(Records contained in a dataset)
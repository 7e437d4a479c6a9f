use crate::infra::AppState;
use axum::http::{header, StatusCode};
use axum::response::IntoResponse;
use axum::Extension;
use axum::Json;
use serde_json::json;
use std::sync::Arc;

use ke_academy::inquiry::{inquiry_router, ContactMailer, InquiryService};
use ke_academy::schedule::{schedule_router, ScheduleState};

/// All public routes: the contact intake, the timetable read endpoints, and
/// the operational probes.
pub(crate) fn with_site_routes<M>(
    inquiry: Arc<InquiryService<M>>,
    schedule: ScheduleState,
) -> axum::Router
where
    M: ContactMailer + 'static,
{
    inquiry_router(inquiry)
        .merge(schedule_router(schedule))
        .route("/health", axum::routing::get(healthcheck))
        .route("/ready", axum::routing::get(readiness_endpoint))
        .route("/metrics", axum::routing::get(metrics_endpoint))
}

pub(crate) async fn healthcheck() -> Json<serde_json::Value> {
    Json(json!({ "status": "ok" }))
}

pub(crate) async fn readiness_endpoint(Extension(state): Extension<AppState>) -> impl IntoResponse {
    let ready = state.readiness.load(std::sync::atomic::Ordering::Relaxed);
    let status = if ready {
        StatusCode::OK
    } else {
        StatusCode::SERVICE_UNAVAILABLE
    };

    let payload = if ready {
        json!({ "status": "ready" })
    } else {
        json!({ "status": "initializing" })
    };

    (status, Json(payload))
}

pub(crate) async fn metrics_endpoint(Extension(state): Extension<AppState>) -> impl IntoResponse {
    (
        StatusCode::OK,
        [(header::CONTENT_TYPE, "text/plain; version=0.0.4")],
        state.metrics.render(),
    )
}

→ TASK REQUIREMENTS
Faithfully transcribe the whole of the data.

→ ANSWER SPACE
repository 7e437d4a479c6a9f
use crate::infra::AppState;
use axum::http::{header, StatusCode};
use axum::response::IntoResponse;
use axum::Extension;
use axum::Json;
use serde_json::json;
use std::sync::Arc;

use ke_academy::inquiry::{inquiry_router, ContactMailer, InquiryService};
use ke_academy::schedule::{schedule_router, ScheduleState};

/// All public routes: the contact intake, the timetable read endpoints, and
/// the operational probes.
pub(crate) fn with_site_routes<M>(
    inquiry: Arc<InquiryService<M>>,
    schedule: ScheduleState,
) -> axum::Router
where
    M: ContactMailer + 'static,
{
    inquiry_router(inquiry)
        .merge(schedule_router(schedule))
        .route("/health", axum::routing::get(healthcheck))
        .route("/ready", axum::routing::get(readiness_endpoint))
        .route("/metrics", axum::routing::get(metrics_endpoint))
}

pub(crate) async fn healthcheck() -> Json<serde_json::Value> {
    Json(json!({ "status": "ok" }))
}

pub(crate) async fn readiness_endpoint(Extension(state): Extension<AppState>) -> impl IntoResponse {
    let ready = state.readiness.load(std::sync::atomic::Ordering::Relaxed);
    let status = if ready {
        StatusCode::OK
    } else {
        StatusCode::SERVICE_UNAVAILABLE
    };

    let payload = if ready {
        json!({ "status": "ready" })
    } else {
        json!({ "status": "initializing" })
    };

    (status, Json(payload))
}

pub(crate) async fn metrics_endpoint(Extension(state): Extension<AppState>) -> impl IntoResponse {
    (
        StatusCode::OK,
        [(header::CONTENT_TYPE, "text/plain; version=0.0.4")],
        state.metrics.render(),
    )
}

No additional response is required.